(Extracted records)
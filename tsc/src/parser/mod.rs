pub mod lexer;
pub mod parser;

use crate::error::CompileError;
use crate::ir::ast;

use lexer::Token;

/// Source text to AST: tokenize, terminate with `EOF`, parse.
pub fn parse(source: &str) -> Result<ast::Program, CompileError> {
    let mut tokens = lexer::tokenize(source)?;
    tokens.push(Token::eof_after(tokens.last()));
    parser::parse_tokens(tokens)
}
use std::io;
use std::path::PathBuf;
use std::process::ExitCode;

use clap::Parser;
use tracing::{Level, info};

use tsvm::{Machine, Program};

#[derive(Parser)]
#[command(name = "tsvm")]
#[command(about = "Stack machine for .tsi programs", version)]
struct Cli {
    /// Program listing (.tsi)
    program: PathBuf,

    /// Abort after this many executed instructions
    #[arg(long)]
    max_steps: Option<u64>,

    /// Log verbosity (-v info, -vv debug, -vvv trace)
    #[arg(short, long, action = clap::ArgAction::Count)]
    verbose: u8,
}

fn main() -> ExitCode {
    let cli = Cli::parse();
    init_logging(cli.verbose);

    match run(&cli) {
        Ok(()) => ExitCode::SUCCESS,
        Err(e) => {
            eprintln!("Error: {}", e);
            ExitCode::FAILURE
        }
    }
}

fn run(cli: &Cli) -> Result<(), tsvm::VmError> {
    let program = Program::load(&cli.program)?;
    info!(path = %cli.program.display(), instructions = program.len(), "running program");

    let stdout = io::stdout();
    let mut machine = Machine::new(program, stdout.lock()).with_step_limit(cli.max_steps);
    let steps = machine.run()?;

    info!(steps, "execution finished");
    Ok(())
}

fn init_logging(verbose: u8) {
    let level = match verbose {
        0 => Level::WARN,
        1 => Level::INFO,
        2 => Level::DEBUG,
        _ => Level::TRACE,
    };
    tracing_subscriber::fmt()
        .with_target(false)
        .with_writer(io::stderr)
        .with_max_level(level)
        .init();
}
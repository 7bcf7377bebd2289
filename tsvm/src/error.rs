use thiserror::Error;

/// Problems found while decoding a `.tsi` listing. Lines are 1-based.
#[derive(Error, Debug, Clone, PartialEq, Eq)]
pub enum LoadError {
    #[error("line {line}: unknown instruction '{mnemonic}'")]
    UnknownInstruction { line: usize, mnemonic: String },

    #[error("line {line}: {mnemonic} expects {expected}")]
    MissingOperand {
        line: usize,
        mnemonic: String,
        expected: &'static str,
    },

    #[error("line {line}: invalid operand '{operand}' for {mnemonic}")]
    InvalidOperand {
        line: usize,
        mnemonic: String,
        operand: String,
    },

    #[error("line {line}: unexpected operand '{operand}' after {mnemonic}")]
    UnexpectedOperand {
        line: usize,
        mnemonic: String,
        operand: String,
    },

    #[error("line {line}: label '{label}' defined twice")]
    DuplicateLabel { line: usize, label: String },

    #[error("line {line}: jump to undefined label '{label}'")]
    UndefinedLabel { line: usize, label: String },
}

#[derive(Error, Debug)]
pub enum VmError {
    #[error("Load error: {0}")]
    Load(#[from] LoadError),

    #[error("Stack underflow at pc={pc}")]
    StackUnderflow { pc: usize },

    #[error("Division by zero at pc={pc}")]
    DivisionByZero { pc: usize },

    #[error("Program ran past its last instruction without HALT")]
    MissingHalt,

    #[error("Step limit of {limit} exceeded")]
    StepLimit { limit: u64 },

    #[error("IO error: {source}")]
    IoError {
        #[from]
        source: std::io::Error,
    },
}
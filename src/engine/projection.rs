//! Bounded, filtered view over the retained set.

use std::collections::HashSet;

use super::category::resolve_in;
use super::state::{CategoryFilter, DisplayRace, RaceRecord, Timestamp};

/// Ids of every selected filter
pub fn selected_ids(filters: &[CategoryFilter]) -> HashSet<&str> {
    filters
        .iter()
        .filter(|f| f.selected)
        .map(|f| f.info.category_id.as_str())
        .collect()
}

/// Build the display list.
///
/// Walks `retained` in start order, keeps races of a selected category (all
/// races when nothing is selected) and stops after `max_count`. Category
/// resolution may append filters; the grown list is returned alongside.
pub fn project(
    retained: &[RaceRecord],
    filters: &[CategoryFilter],
    now: Timestamp,
    max_count: usize,
) -> (Vec<DisplayRace>, Vec<CategoryFilter>) {
    let selected: HashSet<String> = selected_ids(filters)
        .into_iter()
        .map(str::to_string)
        .collect();
    let mut filters = filters.to_vec();

    let races: Vec<DisplayRace> = retained
        .iter()
        .filter(|r| selected.is_empty() || selected.contains(&r.category_id))
        .take(max_count)
        .map(|r| {
            let category = resolve_in(&r.category_id, &mut filters);
            let countdown = r.advertised_start.saturating_sub(now);
            DisplayRace {
                race: r.clone(),
                category,
                countdown,
                started: countdown <= 0,
            }
        })
        .collect();

    (races, filters)
}
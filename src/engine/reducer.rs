//! Pure reducer: (State, Event, now) -> (State, Vec<Note>)
//!
//! All board transitions happen here. The previous state is only read; a
//! complete new state is returned, with the projection recomputed on every
//! event.
//!
//! | Event           | Steps                              |
//! |-----------------|------------------------------------|
//! | `FetchReceived` | merge → sweep → project            |
//! | `Tick`          | sweep → project                    |
//! | `ToggleFilter`  | flip selection (if known) → project|
//! | `ClearFilters`  | deselect all → project             |

use std::collections::HashSet;

use super::category::find;
use super::events::{Event, Note};
use super::normalize::merge;
use super::projection::project;
use super::state::{AggregateState, CategoryFilter, RaceRecord, Timestamp};
use super::sweep::sweep;

pub const DEFAULT_HIDE_DELAY_SECS: i64 = 60;
pub const DEFAULT_MAX_DISPLAYABLE_RACES: usize = 5;

/// Engine parameters; supplied by configuration, never read from constants
/// inside the sweep or projection.
#[derive(Debug, Clone, PartialEq, Eq)]
pub struct ReducerConfig {
    /// Eviction threshold for the sweep
    pub hide_delay_secs: i64,
    /// Projection cap
    pub max_displayable_races: usize,
}

impl Default for ReducerConfig {
    fn default() -> Self {
        Self {
            hide_delay_secs: DEFAULT_HIDE_DELAY_SECS,
            max_displayable_races: DEFAULT_MAX_DISPLAYABLE_RACES,
        }
    }
}

/// Result of processing an event
#[derive(Debug)]
pub struct ReducerOutput {
    pub state: AggregateState,
    pub notes: Vec<Note>,
}

/// Pure reducer function
pub fn reduce(
    state: &AggregateState,
    event: Event,
    now: Timestamp,
    cfg: &ReducerConfig,
) -> ReducerOutput {
    let mut notes = Vec::new();

    let (retained, filters) = match event {
        Event::FetchReceived(payload) => {
            let merged = merge(payload.data.race_summaries.values(), &state.retained);
            let added = new_ids(&state.retained, &merged);
            if !added.is_empty() {
                notes.push(Note::RacesAdded { race_ids: added });
            }
            let retained = sweep_with_note(&merged, now, cfg, &mut notes);
            (retained, state.filters.clone())
        }

        Event::Tick => {
            let retained = sweep_with_note(&state.retained, now, cfg, &mut notes);
            (retained, state.filters.clone())
        }

        Event::ToggleFilter { category_id } => {
            let mut filters = state.filters.clone();
            match filters
                .iter_mut()
                .find(|f| f.info.category_id == category_id)
            {
                Some(filter) => {
                    filter.selected = !filter.selected;
                    notes.push(Note::FilterToggled {
                        category_id,
                        selected: filter.selected,
                    });
                }
                None => notes.push(Note::UnknownFilterIgnored { category_id }),
            }
            (state.retained.clone(), filters)
        }

        Event::ClearFilters => {
            let filters: Vec<CategoryFilter> = state
                .filters
                .iter()
                .map(|f| CategoryFilter::unselected(f.info.clone()))
                .collect();
            notes.push(Note::FiltersCleared);
            (state.retained.clone(), filters)
        }
    };

    let (races, grown) = project(&retained, &filters, now, cfg.max_displayable_races);
    let discovered: Vec<String> = grown
        .iter()
        .filter(|f| find(&filters, &f.info.category_id).is_none())
        .map(|f| f.info.category_id.clone())
        .collect();
    if !discovered.is_empty() {
        notes.push(Note::CategoriesDiscovered {
            category_ids: discovered,
        });
    }

    ReducerOutput {
        state: AggregateState {
            retained,
            filters: grown,
            races,
        },
        notes,
    }
}

/// Apply a sequence of events at the same instant, threading state through.
pub fn reduce_all<I>(
    state: &AggregateState,
    events: I,
    now: Timestamp,
    cfg: &ReducerConfig,
) -> ReducerOutput
where
    I: IntoIterator<Item = Event>,
{
    let mut current = state.clone();
    let mut notes = Vec::new();
    for event in events {
        let out = reduce(&current, event, now, cfg);
        current = out.state;
        notes.extend(out.notes);
    }
    ReducerOutput {
        state: current,
        notes,
    }
}

fn sweep_with_note(
    retained: &[RaceRecord],
    now: Timestamp,
    cfg: &ReducerConfig,
    notes: &mut Vec<Note>,
) -> Vec<RaceRecord> {
    let kept = sweep(retained, now, cfg.hide_delay_secs);
    if kept.len() != retained.len() {
        let kept_ids: HashSet<&str> = kept.iter().map(|r| r.race_id.as_str()).collect();
        let evicted = retained
            .iter()
            .filter(|r| !kept_ids.contains(r.race_id.as_str()))
            .map(|r| r.race_id.clone())
            .collect();
        notes.push(Note::RacesEvicted { race_ids: evicted });
    }
    kept
}

fn new_ids(before: &[RaceRecord], after: &[RaceRecord]) -> Vec<String> {
    let known: HashSet<&str> = before.iter().map(|r| r.race_id.as_str()).collect();
    after
        .iter()
        .filter(|r| !known.contains(r.race_id.as_str()))
        .map(|r| r.race_id.clone())
        .collect()
}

What is being asked: Produce only the lines from the line containing "let category = resolve_in(&r.category_id, &mut" through the line containing "use super::sweep::sweep;", inclusive of both, exactly as they stand in the entries above.

Reply:
            let category = resolve_in(&r.category_id, &mut filters);
            let countdown = r.advertised_start.saturating_sub(now);
            DisplayRace {
                race: r.clone(),
                category,
                countdown,
                started: countdown <= 0,
            }
        })
        .collect();

    (races, filters)
}
filename src/engine/reducer.rs
//! Pure reducer: (State, Event, now) -> (State, Vec<Note>)
//!
//! All board transitions happen here. The previous state is only read; a
//! complete new state is returned, with the projection recomputed on every
//! event.
//!
//! | Event           | Steps                              |
//! |-----------------|------------------------------------|
//! | `FetchReceived` | merge → sweep → project            |
//! | `Tick`          | sweep → project                    |
//! | `ToggleFilter`  | flip selection (if known) → project|
//! | `ClearFilters`  | deselect all → project             |

use std::collections::HashSet;

use super::category::find;
use super::events::{Event, Note};
use super::normalize::merge;
use super::projection::project;
use super::state::{AggregateState, CategoryFilter, RaceRecord, Timestamp};
use super::sweep::sweep;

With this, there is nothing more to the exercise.